Neben den von der Ärztekammer vorgegebenen Lernzielen der Facharzt-Weiterbildung sieht sich unsere Klinik verpflichtet, in der Weiterbildung Inhalte zu vermitteln, die über das Expertenwissen hinausgehen. Zum Teil sind diese Inhalte in der neuen Weiterbildungsordnung enthalten, zum Teil gehen diese übergeordneten Weiterbildungsziele ("Kompetenzen" genannt) deutlich über die Weiterbildungsordnung hinaus. Nachfolgend finden Sie einige Erläuterungen zu den verschiedenen Kompetenzen.

Kompetenz „medizinischer Experte“

> Demonstration sinnvoller Patientenversorgung (Standard)

  • Relevantes Grundlagen- und differenziertes Fachwissen
  • Sinnvolle Synthese von Informationen den Patienten und den Eingriff bzw. die Situation betreffend und daraus folgend adäquater Einsatz von diagnostischen und therapeutischen Maßnahmen
  • Beherrschung von Fertigkeiten und Methoden, die dem aktuellen Facharztkatalog entsprechen
  • Evidenzbasiertes Handeln

> Adäquate Wissensweitergabe

  • Bed-side-teaching, Halten verständlicher Vorträge

Kompetenz „Lebenslanges Lernen“

  • Entwicklung, Implementierung und Kontrolle einer Strategie zur lebenslangen Weiterbildung
  • Durchführung und kritische Bewertung von Literaturrecherchen
  • Fallvorstellung aus der eigenen Praxis im Rahmen von MM-Konferenzen
  • Kritische Bewertung von Fortbildungsinhalten und medizinischer Informationsquellen

Kompetenz „Professionelles Verhalten“

  • Anwendung ethischer und rechtlicher Grundsätze
  • Übernahme und Abgabe von Verantwortung, adäquate Selbsteinschätzung
  • Zuverlässigkeit, Pünktlichkeit, Kollegialität, Rücksprache/ Austausch mit Assistenzarztkollegen, Fach- und Oberärzten
  • Ruhiges, sicheres und freundliches Auftreten gegenüber Patienten, Angehörigen und Mitarbeitern aller Berufsgruppen
  • Überprüfung der eigenen Leistung, des eigenen Handelns und ggf.
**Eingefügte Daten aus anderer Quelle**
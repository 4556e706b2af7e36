use std::fmt;

use crate::animation::lerp::Lerp;
use crate::foundation::error::{TweenlineError, TweenlineResult};

/// Solid color with 0..=255 RGB channels and a 0..=1 alpha, as written in CSS.
#[derive(Debug, Clone, Copy, PartialEq, serde::Serialize)]
pub struct ColorDef {
    /// Red channel.
    pub r: f64,
    /// Green channel.
    pub g: f64,
    /// Blue channel.
    pub b: f64,
    /// Alpha.
    pub a: f64,
}

impl ColorDef {
    /// Fully transparent black.
    pub const TRANSPARENT: Self = Self::rgba(0.0, 0.0, 0.0, 0.0);

    /// Build a color from its channels.
    pub const fn rgba(r: f64, g: f64, b: f64, a: f64) -> Self {
        Self { r, g, b, a }
    }

    /// Parse `#rgb`, `#rgba`, `#rrggbb`, `#rrggbbaa`, `rgb(..)`, `rgba(..)` or `transparent`.
    pub fn parse(s: &str) -> TweenlineResult<Self> {
        let s = s.trim();
        if s.starts_with('#') {
            return parse_hex(s).map_err(TweenlineError::validation);
        }
        if s.eq_ignore_ascii_case("transparent") {
            return Ok(Self::TRANSPARENT);
        }
        parse_functional(s).map_err(TweenlineError::validation)
    }

    /// Channels as `[r, g, b, a]`.
    pub fn to_array(self) -> [f64; 4] {
        [self.r, self.g, self.b, self.a]
    }
}

impl fmt::Display for ColorDef {
    fn fmt(&self, f: &mut fmt::Formatter<'_>) -> fmt::Result {
        fn channel(x: f64) -> f64 {
            x.clamp(0.0, 255.0).round()
        }
        let a = (self.a.clamp(0.0, 1.0) * 1000.0).round() / 1000.0;
        write!(
            f,
            "rgba({},{},{},{})",
            channel(self.r),
            channel(self.g),
            channel(self.b),
            a
        )
    }
}

impl Lerp for ColorDef {
    fn lerp(a: &Self, b: &Self, t: f64) -> Self {
        Self::rgba(
            <f64 as Lerp>::lerp(&a.r, &b.r, t),
            <f64 as Lerp>::lerp(&a.g, &b.g, t),
            <f64 as Lerp>::lerp(&a.b, &b.b, t),
            <f64 as Lerp>::lerp(&a.a, &b.a, t),
        )
    }
}

fn parse_hex(s: &str) -> Result<ColorDef, String> {
    let digits = s.strip_prefix('#').unwrap_or(s);

    fn nibble(c: u8) -> Result<u8, String> {
        (c as char)
            .to_digit(16)
            .map(|d| d as u8)
            .ok_or_else(|| format!("invalid hex digit '{}'", c as char))
    }

    let bytes = digits.as_bytes();
    let channels: Vec<u8> = match bytes.len() {
        3 | 4 => bytes
            .iter()
            .map(|&c| nibble(c).map(|n| n * 17))
            .collect::<Result<_, _>>()?,
        6 | 8 => bytes
            .chunks_exact(2)
            .map(|p| Ok(nibble(p[0])? * 16 + nibble(p[1])?))
            .collect::<Result<_, String>>()?,
        _ => {
            return Err(format!(
                "hex color must be #RGB, #RGBA, #RRGGBB or #RRGGBBAA, got \"{s}\""
            ));
        }
    };

    let a = channels.get(3).map_or(1.0, |&a| f64::from(a) / 255.0);
    Ok(ColorDef::rgba(
        f64::from(channels[0]),
        f64::from(channels[1]),
        f64::from(channels[2]),
        a,
    ))
}

fn parse_functional(s: &str) -> Result<ColorDef, String> {
    let lower = s.to_ascii_lowercase();
    let inner = lower
        .strip_prefix("rgba(")
        .or_else(|| lower.strip_prefix("rgb("))
        .and_then(|rest| rest.strip_suffix(')'))
        .ok_or_else(|| format!("unsupported color \"{s}\""))?;

    let parts = inner
        .split(',')
        .map(|p| {
            let p = p.trim();
            p.parse::<f64>()
                .map_err(|_| format!("invalid color channel \"{p}\" in \"{s}\""))
        })
        .collect::<Result<Vec<_>, _>>()?;

    match parts.as_slice() {
        [r, g, b] => Ok(ColorDef::rgba(*r, *g, *b, 1.0)),
        [r, g, b, a] => Ok(ColorDef::rgba(*r, *g, *b, *a)),
        _ => Err(format!("rgb()/rgba() needs 3 or 4 channels, got \"{s}\"")),
    }
}

#[cfg(test)]
#[path = "../../tests/unit/paint/color.rs"]
mod tests;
Korrektur
  • Umsetzung von Qualitätssicherungsmethoden
  • Nachvollziehbare und relevante Dokumentation
  • Schaffung eines optimalen Arbeitsumfeldes
  • Meldung von Beinahezwischenfällen an zentrale Meldesysteme (CIRS)
  • Nachbesprechung von Zwischenfällen im Team
  • Annahme von Kritik bzw. Äußerung derselben auf konstruktive Weise

Kompetenz „Kommunikation mit Patienten und Angehörigen“

  • Anwendung patientenzentrierter Gesprächstechnik
  • Schaffung einer der Situation angemessenen und ruhigen Atmosphäre
  • Zuhören und Einbeziehung mehrerer Gesprächspartner (Patient und Angehörige)
  • Berücksichtigung der Intimsphäre des Patienten und der Schweigepflicht
  • Schaffung eines Arzt-Patienten-Kontaktes, der auf Verständnis, Respekt, Empathie und Vertrauen beruht
  • Verständliche Kommunikation und Einbeziehung von Patient und Angehörigen in die Entscheidungsfindung, angemessene Mitteilung negativer Diagnosen

Kompetenz „Effiziente Zusammenarbeit im Team“

  • Effektive Mitarbeit im Team (je nach Situation Übernahme von Verantwortung, Treffen von Entscheidungen oder Ausführung von Anweisungen)
  • Respektieren anderer Teammitglieder und deren Kompetenzen, Einbeziehung anderer Teammitglieder
  • Konstruktive Diskussion von Stärken und Schwächen im Team, Reflexion des eigenen Verhaltens
  • Beitrag zur homogenen Kommunikation des Teams gegenüber Patienten

Kompetenz „Management und Organisation“

  • Sinnvolle Nutzung vorhandener Ressourcen, wirtschaftliches und umweltfreundliches Arbeiten
  • Vorbesprechung bestimmter Abläufe, vorausschauendes Arbeiten
  • Treffen klarer Entscheidungen und Anweisungen
  • Ausüben einer Vorbildfunktion

Kompetenz „Gesundheitsfürsorge“

  • Beteiligung an integrierter Versorgung (z.B. klinische Behandlungspfade, Schmerztherapie, ambulante Gesundheitseinrichtungen)
  • Kenntnis der Strukturen des Gesundheitssystems, Nutzung und kritische Wertung derselben
  • Erkennen anästhesiologischer und nichtanästhesiologischer Risikofaktoren und Beratung hinsichtlich Verhaltensänderung ( z.B. während der Prämedikationsvisite)
  • Vorbildfunktion

Simulationskurse

Im Rahmen der Facharztweiterbildung Anästhesiologie empfiehlt unsere Klinik an folgenden Simulationskursen im jeweiligen Ausbildungsjahr teilzunehmen:

 

1. Jahr: Advanced Cardiac Life Support (ACLS)-Kurs + Crisis Resource Management (CRM)-Kurs

2. Jahr: Berliner RegionalAnästhesie INtensiv (BRAIN)-Kurs

3. Jahr: Echo-/Ultraschallkurs (PFE – perioperative fokussierte Echokardiographie)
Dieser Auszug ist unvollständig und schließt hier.